Data extracted from a collection:
-- -- --
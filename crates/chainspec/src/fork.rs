use crate::SpecError;
use emerald_primitives::{BlockNumber, B256};
use serde::{Deserialize, Serialize};
use serde_json::Value;

/// A protocol fork: a named activation height carrying feature variants and
/// an optional required-hash checkpoint.
#[derive(Debug, Clone, PartialEq, Eq)]
pub struct Fork {
    /// Human-readable fork name.
    pub name: String,
    /// Activation block. Zero activates at genesis.
    pub block: BlockNumber,
    /// If set, the canonical header at `block` must carry exactly this hash.
    pub required_hash: Option<B256>,
    /// Features this fork switches on.
    pub features: Vec<ForkFeature>,
}

impl Fork {
    /// The feature of `kind` declared by this fork, if any.
    pub fn feature(&self, kind: FeatureKind) -> Option<&ForkFeature> {
        self.features.iter().find(|feature| feature.kind() == kind)
    }
}

/// Identifier of a feature family, matching the `id` field of the
/// configuration document.
#[derive(Debug, Clone, Copy, PartialEq, Eq, Hash)]
pub enum FeatureKind {
    /// Difficulty recalculation algorithm.
    Difficulty,
    /// Opcode gas schedule.
    GasTable,
    /// Replay-protected transaction signing.
    Eip155,
    /// Block reward schedule.
    Reward,
}

/// A parsed fork feature. The string-keyed option maps of the configuration
/// format exist only in the serde layer; queries hand out these variants.
#[derive(Debug, Clone, PartialEq, Eq)]
pub enum ForkFeature {
    /// Selects the difficulty algorithm.
    Difficulty(DifficultyFeature),
    /// Selects the opcode gas schedule.
    GasTable(GasTableFeature),
    /// Enables chain-id-bound transaction signatures.
    Eip155(Eip155Feature),
    /// Selects the block reward schedule.
    Reward(RewardFeature),
}

impl ForkFeature {
    /// The family this feature belongs to.
    pub fn kind(&self) -> FeatureKind {
        match self {
            Self::Difficulty(_) => FeatureKind::Difficulty,
            Self::GasTable(_) => FeatureKind::GasTable,
            Self::Eip155(_) => FeatureKind::Eip155,
            Self::Reward(_) => FeatureKind::Reward,
        }
    }
}

/// Difficulty algorithm options.
#[derive(Debug, Clone, Copy, PartialEq, Eq)]
pub enum DifficultyFeature {
    /// Homestead difficulty formula.
    Homestead,
    /// ECIP-1010 bomb delay: the bomb freezes at the activation height and
    /// resumes `length` blocks later as if the pause never happened.
    Ecip1010 {
        /// Length of the bomb pause in blocks.
        length: u64,
    },
}

/// Gas schedule options.
#[derive(Debug, Clone, Copy, PartialEq, Eq)]
pub enum GasTableFeature {
    /// Homestead schedule.
    Homestead,
    /// EIP-150 repricing.
    Eip150,
    /// EIP-160 repricing (EXP byte cost raised).
    Eip160,
}

/// Replay protection options.
#[derive(Debug, Clone, Copy, PartialEq, Eq)]
pub struct Eip155Feature {
    /// Chain id bound into protected signatures.
    pub chain_id: u64,
}

/// Reward schedule options.
#[derive(Debug, Clone, Copy, PartialEq, Eq)]
pub enum RewardFeature {
    /// ECIP-1017 era-indexed disinflation.
    Ecip1017 {
        /// Blocks per era.
        era_length: u64,
    },
}

/// A known-invalid block. Headers matching `(number, hash)` are rejected at
/// ingest.
#[derive(Debug, Clone, Copy, PartialEq, Eq, Serialize, Deserialize)]
pub struct BadHash {
    /// Height of the banned block.
    pub block: BlockNumber,
    /// The banned header hash.
    pub hash: B256,
}

/// Wire shape of a fork in the configuration document.
#[derive(Debug, Clone, Deserialize)]
pub(crate) struct RawFork {
    pub(crate) name: String,
    pub(crate) block: BlockNumber,
    #[serde(rename = "requiredHash", default)]
    pub(crate) required_hash: Option<B256>,
    #[serde(default)]
    pub(crate) features: Vec<RawFeature>,
}

/// Wire shape of a feature: an id plus a string-keyed option map.
#[derive(Debug, Clone, Deserialize)]
pub(crate) struct RawFeature {
    pub(crate) id: String,
    #[serde(default)]
    pub(crate) options: serde_json::Map<String, Value>,
}

impl RawFork {
    pub(crate) fn into_fork(self) -> Result<Fork, SpecError> {
        let mut features = Vec::with_capacity(self.features.len());
        for raw in self.features {
            features.push(parse_feature(&self.name, raw)?);
        }
        Ok(Fork { name: self.name, block: self.block, required_hash: self.required_hash, features })
    }
}

fn parse_feature(fork: &str, raw: RawFeature) -> Result<ForkFeature, SpecError> {
    let invalid = |reason: &str| SpecError::InvalidFeature {
        fork: fork.to_owned(),
        id: raw.id.clone(),
        reason: reason.to_owned(),
    };

    match raw.id.as_str() {
        "difficulty" => match option_str(&raw.options, "type") {
            Some("homestead") => Ok(ForkFeature::Difficulty(DifficultyFeature::Homestead)),
            Some("ecip1010") => {
                let length = option_u64(&raw.options, "length")
                    .ok_or_else(|| invalid("ecip1010 difficulty needs a numeric `length`"))?;
                Ok(ForkFeature::Difficulty(DifficultyFeature::Ecip1010 { length }))
            }
            _ => Err(invalid("unknown difficulty type")),
        },
        "gastable" => match option_str(&raw.options, "type") {
            Some("homestead") => Ok(ForkFeature::GasTable(GasTableFeature::Homestead)),
            Some("eip150") => Ok(ForkFeature::GasTable(GasTableFeature::Eip150)),
            Some("eip160") => Ok(ForkFeature::GasTable(GasTableFeature::Eip160)),
            _ => Err(invalid("unknown gastable type")),
        },
        "eip155" => {
            let chain_id = option_u64(&raw.options, "chainID")
                .ok_or_else(|| invalid("eip155 needs a numeric `chainID`"))?;
            Ok(ForkFeature::Eip155(Eip155Feature { chain_id }))
        }
        "reward" => match option_str(&raw.options, "type") {
            Some("ecip1017") => {
                let era_length = option_u64(&raw.options, "era")
                    .ok_or_else(|| invalid("ecip1017 reward needs a numeric `era`"))?;
                if era_length == 0 {
                    return Err(invalid("era length must be positive"));
                }
                Ok(ForkFeature::Reward(RewardFeature::Ecip1017 { era_length }))
            }
            _ => Err(invalid("unknown reward type")),
        },
        _ => Err(invalid("unknown feature id")),
    }
}

fn option_str<'a>(options: &'a serde_json::Map<String, Value>, key: &str) -> Option<&'a str> {
    options.get(key).and_then(Value::as_str)
}

/// Numeric options may arrive as JSON numbers or decimal strings.
fn option_u64(options: &serde_json::Map<String, Value>, key: &str) -> Option<u64> {
    match options.get(key)? {
        Value::Number(n) => n.as_u64(),
        Value::String(s) => s.parse().ok(),
        _ => None,
    }
}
-- -- --
**What is expected**
Give the data again, exactly as it appears above.

**Result of the exercise**
filename crates/chainspec/src/fork.rs
use crate::SpecError;
use emerald_primitives::{BlockNumber, B256};
use serde::{Deserialize, Serialize};
use serde_json::Value;

/// A protocol fork: a named activation height carrying feature variants and
/// an optional required-hash checkpoint.
#[derive(Debug, Clone, PartialEq, Eq)]
pub struct Fork {
    /// Human-readable fork name.
    pub name: String,
    /// Activation block. Zero activates at genesis.
    pub block: BlockNumber,
    /// If set, the canonical header at `block` must carry exactly this hash.
    pub required_hash: Option<B256>,
    /// Features this fork switches on.
    pub features: Vec<ForkFeature>,
}

impl Fork {
    /// The feature of `kind` declared by this fork, if any.
    pub fn feature(&self, kind: FeatureKind) -> Option<&ForkFeature> {
        self.features.iter().find(|feature| feature.kind() == kind)
    }
}

/// Identifier of a feature family, matching the `id` field of the
/// configuration document.
#[derive(Debug, Clone, Copy, PartialEq, Eq, Hash)]
pub enum FeatureKind {
    /// Difficulty recalculation algorithm.
    Difficulty,
    /// Opcode gas schedule.
    GasTable,
    /// Replay-protected transaction signing.
    Eip155,
    /// Block reward schedule.
    Reward,
}

/// A parsed fork feature. The string-keyed option maps of the configuration
/// format exist only in the serde layer; queries hand out these variants.
#[derive(Debug, Clone, PartialEq, Eq)]
pub enum ForkFeature {
    /// Selects the difficulty algorithm.
    Difficulty(DifficultyFeature),
    /// Selects the opcode gas schedule.
    GasTable(GasTableFeature),
    /// Enables chain-id-bound transaction signatures.
    Eip155(Eip155Feature),
    /// Selects the block reward schedule.
    Reward(RewardFeature),
}

impl ForkFeature {
    /// The family this feature belongs to.
    pub fn kind(&self) -> FeatureKind {
        match self {
            Self::Difficulty(_) => FeatureKind::Difficulty,
            Self::GasTable(_) => FeatureKind::GasTable,
            Self::Eip155(_) => FeatureKind::Eip155,
            Self::Reward(_) => FeatureKind::Reward,
        }
    }
}

/// Difficulty algorithm options.
#[derive(Debug, Clone, Copy, PartialEq, Eq)]
pub enum DifficultyFeature {
    /// Homestead difficulty formula.
    Homestead,
    /// ECIP-1010 bomb delay: the bomb freezes at the activation height and
    /// resumes `length` blocks later as if the pause never happened.
    Ecip1010 {
        /// Length of the bomb pause in blocks.
        length: u64,
    },
}

/// Gas schedule options.
#[derive(Debug, Clone, Copy, PartialEq, Eq)]
pub enum GasTableFeature {
    /// Homestead schedule.
    Homestead,
    /// EIP-150 repricing.
    Eip150,
    /// EIP-160 repricing (EXP byte cost raised).
    Eip160,
}

/// Replay protection options.
#[derive(Debug, Clone, Copy, PartialEq, Eq)]
pub struct Eip155Feature {
    /// Chain id bound into protected signatures.
    pub chain_id: u64,
}

/// Reward schedule options.
#[derive(Debug, Clone, Copy, PartialEq, Eq)]
pub enum RewardFeature {
    /// ECIP-1017 era-indexed disinflation.
    Ecip1017 {
        /// Blocks per era.
        era_length: u64,
    },
}

/// A known-invalid block. Headers matching `(number, hash)` are rejected at
/// ingest.
#[derive(Debug, Clone, Copy, PartialEq, Eq, Serialize, Deserialize)]
pub struct BadHash {
    /// Height of the banned block.
    pub block: BlockNumber,
    /// The banned header hash.
    pub hash: B256,
}

/// Wire shape of a fork in the configuration document.
#[derive(Debug, Clone, Deserialize)]
pub(crate) struct RawFork {
    pub(crate) name: String,
    pub(crate) block: BlockNumber,
    #[serde(rename = "requiredHash", default)]
    pub(crate) required_hash: Option<B256>,
    #[serde(default)]
    pub(crate) features: Vec<RawFeature>,
}

/// Wire shape of a feature: an id plus a string-keyed option map.
#[derive(Debug, Clone, Deserialize)]
pub(crate) struct RawFeature {
    pub(crate) id: String,
    #[serde(default)]
    pub(crate) options: serde_json::Map<String, Value>,
}

impl RawFork {
    pub(crate) fn into_fork(self) -> Result<Fork, SpecError> {
        let mut features = Vec::with_capacity(self.features.len());
        for raw in self.features {
            features.push(parse_feature(&self.name, raw)?);
        }
        Ok(Fork { name: self.name, block: self.block, required_hash: self.required_hash, features })
    }
}

fn parse_feature(fork: &str, raw: RawFeature) -> Result<ForkFeature, SpecError> {
    let invalid = |reason: &str| SpecError::InvalidFeature {
        fork: fork.to_owned(),
        id: raw.id.clone(),
        reason: reason.to_owned(),
    };

    match raw.id.as_str() {
        "difficulty" => match option_str(&raw.options, "type") {
            Some("homestead") => Ok(ForkFeature::Difficulty(DifficultyFeature::Homestead)),
            Some("ecip1010") => {
                let length = option_u64(&raw.options, "length")
                    .ok_or_else(|| invalid("ecip1010 difficulty needs a numeric `length`"))?;
                Ok(ForkFeature::Difficulty(DifficultyFeature::Ecip1010 { length }))
            }
            _ => Err(invalid("unknown difficulty type")),
        },
        "gastable" => match option_str(&raw.options, "type") {
            Some("homestead") => Ok(ForkFeature::GasTable(GasTableFeature::Homestead)),
            Some("eip150") => Ok(ForkFeature::GasTable(GasTableFeature::Eip150)),
            Some("eip160") => Ok(ForkFeature::GasTable(GasTableFeature::Eip160)),
            _ => Err(invalid("unknown gastable type")),
        },
        "eip155" => {
            let chain_id = option_u64(&raw.options, "chainID")
                .ok_or_else(|| invalid("eip155 needs a numeric `chainID`"))?;
            Ok(ForkFeature::Eip155(Eip155Feature { chain_id }))
        }
        "reward" => match option_str(&raw.options, "type") {
            Some("ecip1017") => {
                let era_length = option_u64(&raw.options, "era")
                    .ok_or_else(|| invalid("ecip1017 reward needs a numeric `era`"))?;
                if era_length == 0 {
                    return Err(invalid("era length must be positive"));
                }
                Ok(ForkFeature::Reward(RewardFeature::Ecip1017 { era_length }))
            }
            _ => Err(invalid("unknown reward type")),
        },
        _ => Err(invalid("unknown feature id")),
    }
}

fn option_str<'a>(options: &'a serde_json::Map<String, Value>, key: &str) -> Option<&'a str> {
    options.get(key).and_then(Value::as_str)
}

/// Numeric options may arrive as JSON numbers or decimal strings.
fn option_u64(options: &serde_json::Map<String, Value>, key: &str) -> Option<u64> {
    match options.get(key)? {
        Value::Number(n) => n.as_u64(),
        Value::String(s) => s.parse().ok(),
        _ => None,
    }
}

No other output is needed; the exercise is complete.